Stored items
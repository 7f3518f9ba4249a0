//! Randomized invariant checks.
//!
//! An oracle multimap (`BTreeMap<K, Vec<V>>`, newest value last) mirrors
//! every operation; after each sequence the tree must agree with the oracle
//! and its structural report must satisfy the BST and parent-link
//! invariants.

use std::collections::BTreeMap;

use proptest::prelude::*;

use splay_multimap::SplayMultimap;

/// Oracle model: per key, all values in insertion order; the last element
/// is the primary. `remove` takes the newest duplicate first (the element
/// just below the primary), and only the final removal takes the primary.
#[derive(Debug, Default)]
struct Oracle {
    entries: BTreeMap<i32, Vec<i32>>,
    len: usize,
}

impl Oracle {
    fn insert(&mut self, k: i32, v: i32) {
        self.entries.entry(k).or_default().push(v);
        self.len += 1;
    }

    fn get(&self, k: i32) -> Option<i32> {
        self.entries.get(&k).map(|vs| *vs.last().unwrap())
    }

    fn update(&mut self, k: i32, v: i32) -> bool {
        match self.entries.get_mut(&k) {
            Some(vs) => {
                *vs.last_mut().unwrap() = v;
                true
            }
            None => false,
        }
    }

    fn remove(&mut self, k: i32) -> Option<i32> {
        let vs = self.entries.get_mut(&k)?;
        let removed = if vs.len() == 1 {
            let v = vs[0];
            self.entries.remove(&k);
            v
        } else {
            vs.remove(vs.len() - 2)
        };
        self.len -= 1;
        Some(removed)
    }

    fn flattened(&self) -> Vec<(i32, i32)> {
        self.entries
            .iter()
            .flat_map(|(k, vs)| {
                // duplicates in insertion order, then the primary — which is
                // exactly the stored order
                vs.iter().map(move |v| (*k, *v))
            })
            .collect()
    }
}

#[derive(Debug, Clone)]
enum Op {
    Insert(i32, i32),
    Remove(i32),
    Get(i32),
    Update(i32, i32),
}

fn key() -> impl Strategy<Value = i32> {
    // small key space to force collisions and duplicate traffic
    -16..16i32
}

fn operations(max_ops: usize) -> impl Strategy<Value = Vec<Op>> {
    prop::collection::vec(
        prop_oneof![
            (key(), any::<i32>()).prop_map(|(k, v)| Op::Insert(k, v)),
            key().prop_map(Op::Remove),
            key().prop_map(Op::Get),
            (key(), any::<i32>()).prop_map(|(k, v)| Op::Update(k, v)),
        ],
        0..max_ops,
    )
}

fn assert_invariants(map: &SplayMultimap<i32, i32>) {
    let report = map.structure();
    assert_eq!(report.len(), map.len());

    let keys: Vec<i32> = report.iter().map(|e| e.key).collect();
    let mut sorted = keys.clone();
    sorted.sort();
    assert_eq!(keys, sorted, "in-order walk must ascend");

    let mut parentless = std::collections::HashSet::new();
    for e in &report {
        if e.parent.is_none() {
            parentless.insert(e.key);
        }
        if let Some(l) = e.left {
            assert!(l < e.key);
            let child = report.iter().find(|c| c.key == l).unwrap();
            assert_eq!(child.parent, Some(e.key));
        }
        if let Some(r) = e.right {
            assert!(r > e.key);
            let child = report.iter().find(|c| c.key == r).unwrap();
            assert_eq!(child.parent, Some(e.key));
        }
    }
    assert_eq!(parentless.len(), usize::from(!map.is_empty()));
}

proptest! {
    /// Arbitrary op sequences agree with the oracle step by step and leave
    /// a structurally valid tree.
    #[test]
    fn mixed_operations_match_the_oracle(ops in operations(300)) {
        let mut map = SplayMultimap::new();
        let mut oracle = Oracle::default();

        for op in ops {
            match op {
                Op::Insert(k, v) => {
                    map.insert(k, v).unwrap();
                    oracle.insert(k, v);
                }
                Op::Remove(k) => {
                    prop_assert_eq!(map.remove(&k).unwrap(), oracle.remove(k));
                }
                Op::Get(k) => {
                    prop_assert_eq!(map.get(&k).unwrap().copied(), oracle.get(k));
                }
                Op::Update(k, v) => {
                    prop_assert_eq!(map.update(&k, v).unwrap(), oracle.update(k, v));
                }
            }
            prop_assert_eq!(map.len(), oracle.len);
        }

        assert_invariants(&map);
        let flattened: Vec<(i32, i32)> = map.iter().map(|(k, v)| (*k, *v)).collect();
        prop_assert_eq!(flattened, oracle.flattened());
    }

    /// Every inserted key is retrievable afterwards, and the root is the
    /// key just searched.
    #[test]
    fn inserted_keys_are_found_and_splayed(pairs in prop::collection::vec((key(), any::<i32>()), 1..200)) {
        let mut map = SplayMultimap::new();
        let mut oracle = Oracle::default();
        for (k, v) in &pairs {
            map.insert(*k, *v).unwrap();
            oracle.insert(*k, *v);
        }
        for (k, _) in &pairs {
            prop_assert_eq!(map.get(k).unwrap().copied(), oracle.get(*k));
            let root = map.structure().into_iter().find(|e| e.parent.is_none()).unwrap();
            prop_assert_eq!(root.key, *k);
        }
    }

    /// Deleting every key in a random order preserves the invariants after
    /// each step and drains the map exactly.
    #[test]
    fn delete_all_in_random_order(
        permutation in Just((1..=48i32).collect::<Vec<_>>()).prop_shuffle(),
        removal in Just((1..=48i32).collect::<Vec<_>>()).prop_shuffle(),
    ) {
        let mut map = SplayMultimap::new();
        for &k in &permutation {
            map.insert(k, k).unwrap();
        }
        for (i, k) in removal.iter().enumerate() {
            prop_assert_eq!(map.remove(k).unwrap(), Some(*k));
            prop_assert_eq!(map.len(), removal.len() - i - 1);
            assert_invariants(&map);
        }
        prop_assert!(map.is_empty());
        prop_assert_eq!(map.height(), 0);
    }

    /// `range` agrees with the oracle's filtered flattening, in order.
    #[test]
    fn range_matches_filtered_oracle(
        pairs in prop::collection::vec((key(), any::<i32>()), 0..150),
        low in key(),
        high in key(),
    ) {
        let mut map = SplayMultimap::new();
        let mut oracle = Oracle::default();
        for (k, v) in pairs {
            map.insert(k, v).unwrap();
            oracle.insert(k, v);
        }
        let got: Vec<(i32, i32)> = map.range(&low, &high).unwrap().map(|(k, v)| (*k, *v)).collect();
        let expected: Vec<(i32, i32)> = oracle
            .flattened()
            .into_iter()
            .filter(|(k, _)| low <= *k && *k <= high)
            .collect();
        prop_assert_eq!(got, expected);
        assert_invariants(&map);
    }

    /// Neighbor queries agree with what the oracle's sorted key set implies.
    #[test]
    fn neighbors_match_the_oracle(
        keys in prop::collection::btree_set(key(), 0..40),
        probe in key(),
    ) {
        let mut map = SplayMultimap::new();
        for &k in &keys {
            map.insert(k, k).unwrap();
        }
        let higher = keys.iter().copied().find(|k| *k > probe);
        let ceiling = keys.iter().copied().find(|k| *k >= probe);
        let lower = keys.iter().copied().rev().find(|k| *k < probe);
        let floor = keys.iter().copied().rev().find(|k| *k <= probe);

        prop_assert_eq!(map.higher(&probe).unwrap().map(|(k, _)| *k), higher);
        prop_assert_eq!(map.ceiling(&probe).unwrap().map(|(k, _)| *k), ceiling);
        prop_assert_eq!(map.lower(&probe).unwrap().map(|(k, _)| *k), lower);
        prop_assert_eq!(map.floor(&probe).unwrap().map(|(k, _)| *k), floor);
        assert_invariants(&map);
    }
}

### TASK INSTRUCTIONS
Verbatim reproduction of the entries is required.

### TASK OUTPUT
repository 7f3518f9ba4249a0
//! Randomized invariant checks.
//!
//! An oracle multimap (`BTreeMap<K, Vec<V>>`, newest value last) mirrors
//! every operation; after each sequence the tree must agree with the oracle
//! and its structural report must satisfy the BST and parent-link
//! invariants.

use std::collections::BTreeMap;

use proptest::prelude::*;

use splay_multimap::SplayMultimap;

/// Oracle model: per key, all values in insertion order; the last element
/// is the primary. `remove` takes the newest duplicate first (the element
/// just below the primary), and only the final removal takes the primary.
#[derive(Debug, Default)]
struct Oracle {
    entries: BTreeMap<i32, Vec<i32>>,
    len: usize,
}

impl Oracle {
    fn insert(&mut self, k: i32, v: i32) {
        self.entries.entry(k).or_default().push(v);
        self.len += 1;
    }

    fn get(&self, k: i32) -> Option<i32> {
        self.entries.get(&k).map(|vs| *vs.last().unwrap())
    }

    fn update(&mut self, k: i32, v: i32) -> bool {
        match self.entries.get_mut(&k) {
            Some(vs) => {
                *vs.last_mut().unwrap() = v;
                true
            }
            None => false,
        }
    }

    fn remove(&mut self, k: i32) -> Option<i32> {
        let vs = self.entries.get_mut(&k)?;
        let removed = if vs.len() == 1 {
            let v = vs[0];
            self.entries.remove(&k);
            v
        } else {
            vs.remove(vs.len() - 2)
        };
        self.len -= 1;
        Some(removed)
    }

    fn flattened(&self) -> Vec<(i32, i32)> {
        self.entries
            .iter()
            .flat_map(|(k, vs)| {
                // duplicates in insertion order, then the primary — which is
                // exactly the stored order
                vs.iter().map(move |v| (*k, *v))
            })
            .collect()
    }
}

#[derive(Debug, Clone)]
enum Op {
    Insert(i32, i32),
    Remove(i32),
    Get(i32),
    Update(i32, i32),
}

fn key() -> impl Strategy<Value = i32> {
    // small key space to force collisions and duplicate traffic
    -16..16i32
}

fn operations(max_ops: usize) -> impl Strategy<Value = Vec<Op>> {
    prop::collection::vec(
        prop_oneof![
            (key(), any::<i32>()).prop_map(|(k, v)| Op::Insert(k, v)),
            key().prop_map(Op::Remove),
            key().prop_map(Op::Get),
            (key(), any::<i32>()).prop_map(|(k, v)| Op::Update(k, v)),
        ],
        0..max_ops,
    )
}

fn assert_invariants(map: &SplayMultimap<i32, i32>) {
    let report = map.structure();
    assert_eq!(report.len(), map.len());

    let keys: Vec<i32> = report.iter().map(|e| e.key).collect();
    let mut sorted = keys.clone();
    sorted.sort();
    assert_eq!(keys, sorted, "in-order walk must ascend");

    let mut parentless = std::collections::HashSet::new();
    for e in &report {
        if e.parent.is_none() {
            parentless.insert(e.key);
        }
        if let Some(l) = e.left {
            assert!(l < e.key);
            let child = report.iter().find(|c| c.key == l).unwrap();
            assert_eq!(child.parent, Some(e.key));
        }
        if let Some(r) = e.right {
            assert!(r > e.key);
            let child = report.iter().find(|c| c.key == r).unwrap();
            assert_eq!(child.parent, Some(e.key));
        }
    }
    assert_eq!(parentless.len(), usize::from(!map.is_empty()));
}

proptest! {
    /// Arbitrary op sequences agree with the oracle step by step and leave
    /// a structurally valid tree.
    #[test]
    fn mixed_operations_match_the_oracle(ops in operations(300)) {
        let mut map = SplayMultimap::new();
        let mut oracle = Oracle::default();

        for op in ops {
            match op {
                Op::Insert(k, v) => {
                    map.insert(k, v).unwrap();
                    oracle.insert(k, v);
                }
                Op::Remove(k) => {
                    prop_assert_eq!(map.remove(&k).unwrap(), oracle.remove(k));
                }
                Op::Get(k) => {
                    prop_assert_eq!(map.get(&k).unwrap().copied(), oracle.get(k));
                }
                Op::Update(k, v) => {
                    prop_assert_eq!(map.update(&k, v).unwrap(), oracle.update(k, v));
                }
            }
            prop_assert_eq!(map.len(), oracle.len);
        }

        assert_invariants(&map);
        let flattened: Vec<(i32, i32)> = map.iter().map(|(k, v)| (*k, *v)).collect();
        prop_assert_eq!(flattened, oracle.flattened());
    }

    /// Every inserted key is retrievable afterwards, and the root is the
    /// key just searched.
    #[test]
    fn inserted_keys_are_found_and_splayed(pairs in prop::collection::vec((key(), any::<i32>()), 1..200)) {
        let mut map = SplayMultimap::new();
        let mut oracle = Oracle::default();
        for (k, v) in &pairs {
            map.insert(*k, *v).unwrap();
            oracle.insert(*k, *v);
        }
        for (k, _) in &pairs {
            prop_assert_eq!(map.get(k).unwrap().copied(), oracle.get(*k));
            let root = map.structure().into_iter().find(|e| e.parent.is_none()).unwrap();
            prop_assert_eq!(root.key, *k);
        }
    }

    /// Deleting every key in a random order preserves the invariants after
    /// each step and drains the map exactly.
    #[test]
    fn delete_all_in_random_order(
        permutation in Just((1..=48i32).collect::<Vec<_>>()).prop_shuffle(),
        removal in Just((1..=48i32).collect::<Vec<_>>()).prop_shuffle(),
    ) {
        let mut map = SplayMultimap::new();
        for &k in &permutation {
            map.insert(k, k).unwrap();
        }
        for (i, k) in removal.iter().enumerate() {
            prop_assert_eq!(map.remove(k).unwrap(), Some(*k));
            prop_assert_eq!(map.len(), removal.len() - i - 1);
            assert_invariants(&map);
        }
        prop_assert!(map.is_empty());
        prop_assert_eq!(map.height(), 0);
    }

    /// `range` agrees with the oracle's filtered flattening, in order.
    #[test]
    fn range_matches_filtered_oracle(
        pairs in prop::collection::vec((key(), any::<i32>()), 0..150),
        low in key(),
        high in key(),
    ) {
        let mut map = SplayMultimap::new();
        let mut oracle = Oracle::default();
        for (k, v) in pairs {
            map.insert(k, v).unwrap();
            oracle.insert(k, v);
        }
        let got: Vec<(i32, i32)> = map.range(&low, &high).unwrap().map(|(k, v)| (*k, *v)).collect();
        let expected: Vec<(i32, i32)> = oracle
            .flattened()
            .into_iter()
            .filter(|(k, _)| low <= *k && *k <= high)
            .collect();
        prop_assert_eq!(got, expected);
        assert_invariants(&map);
    }

    /// Neighbor queries agree with what the oracle's sorted key set implies.
    #[test]
    fn neighbors_match_the_oracle(
        keys in prop::collection::btree_set(key(), 0..40),
        probe in key(),
    ) {
        let mut map = SplayMultimap::new();
        for &k in &keys {
            map.insert(k, k).unwrap();
        }
        let higher = keys.iter().copied().find(|k| *k > probe);
        let ceiling = keys.iter().copied().find(|k| *k >= probe);
        let lower = keys.iter().copied().rev().find(|k| *k < probe);
        let floor = keys.iter().copied().rev().find(|k| *k <= probe);

        prop_assert_eq!(map.higher(&probe).unwrap().map(|(k, _)| *k), higher);
        prop_assert_eq!(map.ceiling(&probe).unwrap().map(|(k, _)| *k), ceiling);
        prop_assert_eq!(map.lower(&probe).unwrap().map(|(k, _)| *k), lower);
        prop_assert_eq!(map.floor(&probe).unwrap().map(|(k, _)| *k), floor);
        assert_invariants(&map);
    }
}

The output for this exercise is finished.